Unidos do Cabuçu – Sinopse 2018

CARNAVAL DE 2018

SINOPSE DO ENREDO

Um Reinado Preto Brasileiro

Unidos do Cabuçu - Logo do Enredo - Carnaval 2018

 

Início de conversa…

“Hoje é manhã de carnaval (ao esplendor)

As escolas vão desfilar (garbosamente)

Aquela gente de cor com a imponência de um rei, vai pisar na passarela…”

 

A Unidos do Cabuçu tem a hora e o prazer de bailar na avenida em 2018, ladeada de seus ternos e pretos-velhos, contando a história do Congado brasileiro.

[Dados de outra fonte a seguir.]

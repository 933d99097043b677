//! JSON file persistence for the unit cache image and the registration state.
//!
//! Each store owns one file that is always rewritten in full. Writes go to a
//! temporary file in the same directory and are renamed over the target, so a
//! crash never leaves a half-written image behind.

use serde::{de::DeserializeOwned, Serialize};
use std::path::{Path, PathBuf};
use tempfile::NamedTempFile;
use thiserror::Error;
use tokio::{fs, io::AsyncWriteExt};
use tracing::warn;

#[derive(Debug, Error)]
pub enum StoreError {
    #[error("File not found: {0}")]
    NotFound(String),
    #[error("IO error on {path}: {message}")]
    Io { path: String, message: String },
    #[error("Serialization error: {0}")]
    Serialization(String),
    #[error("Deserialization error: {0}")]
    Deserialization(String),
}

pub type StoreResult<T> = Result<T, StoreError>;

#[derive(Debug, Clone)]
pub struct JsonStore {
    path: PathBuf,
}

impl JsonStore {
    pub fn new(path: impl Into<PathBuf>) -> Self {
        Self { path: path.into() }
    }

    pub fn path(&self) -> &Path {
        &self.path
    }

    fn io_error(&self, e: impl std::fmt::Display) -> StoreError {
        StoreError::Io {
            path: self.path.display().to_string(),
            message: e.to_string(),
        }
    }

    pub async fn load<T: DeserializeOwned>(&self) -> StoreResult<T> {
        let contents = match fs::read(&self.path).await {
            Ok(contents) => contents,
            Err(e) if e.kind() == std::io::ErrorKind::NotFound => {
                return Err(StoreError::NotFound(self.path.display().to_string()));
            }
            Err(e) => return Err(self.io_error(e)),
        };

        serde_json::from_slice(&contents).map_err(|e| {
            StoreError::Deserialization(format!(
                "Failed to parse {}: {}",
                self.path.display(),
                e
            ))
        })
    }

    /// Loads the stored value; a missing or unreadable file yields the default.
    pub async fn load_or_default<T: DeserializeOwned + Default>(&self) -> T {
        match self.load().await {
            Ok(value) => value,
            Err(StoreError::NotFound(path)) => {
                warn!("{} not found; will create on next save.", path);
                T::default()
            }
            Err(e) => {
                warn!("Ignoring unreadable {}: {}", self.path.display(), e);
                T::default()
            }
        }
    }

    pub async fn save<T: Serialize>(&self, value: &T) -> StoreResult<()> {
        let json = serde_json::to_vec_pretty(value).map_err(|e| {
            StoreError::Serialization(format!("Failed to serialize data: {}", e))
        })?;
        self.write_atomically(&json).await
    }

    async fn write_atomically(&self, data: &[u8]) -> StoreResult<()> {
        let dir = match self.path.parent() {
            Some(parent) if !parent.as_os_str().is_empty() => parent.to_path_buf(),
            _ => PathBuf::from("."),
        };

        fs::create_dir_all(&dir)
            .await
            .map_err(|e| self.io_error(format!("Failed to create directory: {}", e)))?;

        let temp_file = NamedTempFile::new_in(&dir)
            .map_err(|e| self.io_error(format!("Failed to create temporary file: {}", e)))?;

        let mut file = fs::File::create(temp_file.path())
            .await
            .map_err(|e| self.io_error(format!("Failed to open temporary file: {}", e)))?;
        file.write_all(data)
            .await
            .map_err(|e| self.io_error(format!("Failed to write file: {}", e)))?;
        file.flush()
            .await
            .map_err(|e| self.io_error(format!("Failed to flush file: {}", e)))?;
        drop(file);

        temp_file
            .persist(&self.path)
            .map_err(|e| self.io_error(format!("Failed to rename file: {}", e)))?;

        Ok(())
    }
}
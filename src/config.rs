use secrecy::SecretString;
use serde::{Deserialize, Serialize};
use std::{
    fs::File,
    io::{self, BufReader},
    path::{Path, PathBuf},
    time::Duration,
};
use thiserror::Error;

use crate::platform::RegistrationScope;

#[derive(Error, Debug)]
pub enum ConfigError {
    #[error("IO error: {0}")]
    Io(#[from] io::Error),

    #[error("JSON parsing error: {0}")]
    Json(#[from] serde_json::Error),

    #[error("Missing required setting: {0}")]
    Missing(&'static str),
}

pub type ConfigResult<T> = Result<T, ConfigError>;

/// Process-wide bot settings.
///
/// Read from `config.json` and then overridden from the environment (see
/// [`BotConfig::apply_overrides`]). Keys written by older deployments in
/// camelCase (`clientId`, `guildId`, `ownerId`, `defaultCooldown`) are accepted.
#[derive(Debug, Clone, Serialize, Deserialize)]
pub struct BotConfig {
    #[serde(default, alias = "clientId")]
    pub client_id: Option<String>,

    #[serde(default, alias = "ownerId")]
    pub owner_id: Option<String>,

    #[serde(default, alias = "guildId")]
    pub guild_id: Option<String>,

    /// Development mode restricts registration to `guild_id`.
    #[serde(default)]
    pub development: bool,

    #[serde(default = "default_prefix")]
    pub prefix: String,

    #[serde(
        default = "default_cooldown",
        alias = "defaultCooldown",
        with = "duration_secs"
    )]
    pub default_cooldown: Duration,

    #[serde(default = "default_slash_dir")]
    pub slash_dir: PathBuf,

    #[serde(default = "default_message_dir")]
    pub message_dir: PathBuf,

    #[serde(default = "default_events_dir")]
    pub events_dir: Option<PathBuf>,

    #[serde(default = "default_unit_cache_path")]
    pub unit_cache_path: PathBuf,

    #[serde(default = "default_registration_state_path")]
    pub registration_state_path: PathBuf,

    #[serde(default = "default_source_suffix")]
    pub source_suffix: String,

    #[serde(default = "default_rate_limit_backoff", with = "duration_ms")]
    pub rate_limit_backoff: Duration,

    #[serde(default = "default_component_timeout", with = "duration_ms")]
    pub component_timeout: Duration,

    #[serde(default = "default_modal_timeout", with = "duration_ms")]
    pub modal_timeout: Duration,

    #[serde(default = "default_api_base_url")]
    pub api_base_url: String,

    // never written back to disk
    #[serde(skip)]
    pub token: Option<SecretString>,
}

impl Default for BotConfig {
    fn default() -> Self {
        Self {
            client_id: None,
            owner_id: None,
            guild_id: None,
            development: false,
            prefix: default_prefix(),
            default_cooldown: default_cooldown(),
            slash_dir: default_slash_dir(),
            message_dir: default_message_dir(),
            events_dir: default_events_dir(),
            unit_cache_path: default_unit_cache_path(),
            registration_state_path: default_registration_state_path(),
            source_suffix: default_source_suffix(),
            rate_limit_backoff: default_rate_limit_backoff(),
            component_timeout: default_component_timeout(),
            modal_timeout: default_modal_timeout(),
            api_base_url: default_api_base_url(),
            token: None,
        }
    }
}

impl BotConfig {
    // JSONファイルから設定を読み込む
    pub fn from_file<P: AsRef<Path>>(path: P) -> ConfigResult<Self> {
        let file = File::open(path)?;
        let reader = BufReader::new(file);
        Ok(serde_json::from_reader(reader)?)
    }

    /// Reads `path` when it exists, otherwise starts from defaults.
    pub fn load(path: &Path) -> ConfigResult<Self> {
        if path.exists() {
            Self::from_file(path)
        } else {
            tracing::warn!("{} not found; using default configuration", path.display());
            Ok(Self::default())
        }
    }

    /// Applies `HERALD_*` overrides from the process environment.
    pub fn apply_env(&mut self) {
        self.apply_overrides(|key| std::env::var(key).ok());
    }

    /// Applies overrides from an arbitrary variable source.
    ///
    /// * `HERALD_TOKEN` - bot token
    /// * `HERALD_ENV` - `development` enables guild-scoped registration
    /// * `HERALD_CLIENT_ID`, `HERALD_GUILD_ID`, `HERALD_OWNER_ID`
    pub fn apply_overrides<F>(&mut self, lookup: F)
    where
        F: Fn(&str) -> Option<String>,
    {
        let non_empty = |key: &str| lookup(key).filter(|value| !value.is_empty());

        if let Some(token) = non_empty("HERALD_TOKEN") {
            self.token = Some(SecretString::new(Box::from(token)));
        }
        if let Some(env) = non_empty("HERALD_ENV") {
            self.development = env.eq_ignore_ascii_case("development");
        }
        if let Some(client_id) = non_empty("HERALD_CLIENT_ID") {
            self.client_id = Some(client_id);
        }
        if let Some(guild_id) = non_empty("HERALD_GUILD_ID") {
            self.guild_id = Some(guild_id);
        }
        if let Some(owner_id) = non_empty("HERALD_OWNER_ID") {
            self.owner_id = Some(owner_id);
        }
    }

    pub fn registration_scope(&self) -> RegistrationScope {
        match (&self.guild_id, self.development) {
            (Some(guild_id), true) => RegistrationScope::Guild(guild_id.clone()),
            _ => RegistrationScope::Global,
        }
    }

    pub fn is_owner(&self, user_id: &str) -> bool {
        self.owner_id.as_deref() == Some(user_id)
    }
}

// デフォルト値の定義
fn default_prefix() -> String {
    "!".to_string()
}
fn default_cooldown() -> Duration {
    Duration::from_secs(3)
}
fn default_slash_dir() -> PathBuf {
    PathBuf::from("commands/slash")
}
fn default_message_dir() -> PathBuf {
    PathBuf::from("commands/message")
}
fn default_events_dir() -> Option<PathBuf> {
    Some(PathBuf::from("events"))
}
fn default_unit_cache_path() -> PathBuf {
    PathBuf::from("command-cache.json")
}
fn default_registration_state_path() -> PathBuf {
    PathBuf::from("commands-cache.json")
}
fn default_source_suffix() -> String {
    "json".to_string()
}
fn default_rate_limit_backoff() -> Duration {
    Duration::from_secs(5)
}
fn default_component_timeout() -> Duration {
    Duration::from_secs(60)
}
fn default_modal_timeout() -> Duration {
    Duration::from_secs(30)
}
fn default_api_base_url() -> String {
    "https://discord.com/api/v10".to_string()
}

// Duration型のシリアライズ/デシリアライズヘルパー
pub mod duration_ms {
    use serde::{Deserialize, Deserializer, Serializer};
    use std::time::Duration;

    pub fn serialize<S>(duration: &Duration, serializer: S) -> Result<S::Ok, S::Error>
    where
        S: Serializer,
    {
        serializer.serialize_u64(duration.as_millis() as u64)
    }

    pub fn deserialize<'de, D>(deserializer: D) -> Result<Duration, D::Error>
    where
        D: Deserializer<'de>,
    {
        let millis = u64::deserialize(deserializer)?;
        Ok(Duration::from_millis(millis))
    }
}

/// Seconds as a JSON number; fractions are kept (`2.5`).
pub mod duration_secs {
    use serde::{de::Error, Deserialize, Deserializer, Serializer};
    use std::time::Duration;

    pub fn serialize<S>(duration: &Duration, serializer: S) -> Result<S::Ok, S::Error>
    where
        S: Serializer,
    {
        serializer.serialize_f64(duration.as_secs_f64())
    }

    pub fn deserialize<'de, D>(deserializer: D) -> Result<Duration, D::Error>
    where
        D: Deserializer<'de>,
    {
        let secs = f64::deserialize(deserializer)?;
        Duration::try_from_secs_f64(secs)
            .map_err(|e| D::Error::custom(format!("invalid seconds {}: {}", secs, e)))
    }
}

A história narrada por um desses pretos-velhos reconta os caminhos da tradição da encenação e festejos da coroação do rei do Congo, desde sua celebração na África, passando por seu renascimento no Brasil até a ressignificação dessa tradição mantida viva pelos descendentes de africanos em nosso país.

Em um momento marcado pelo sufocamento da cultura popular e pela intolerância religiosa, nossa mensagem é de esperança para que as expressões afro-brasileiras, afro-ibéricas, ameríndias, caboclas e BRASILEIRAS nunca caiam no esquecimento.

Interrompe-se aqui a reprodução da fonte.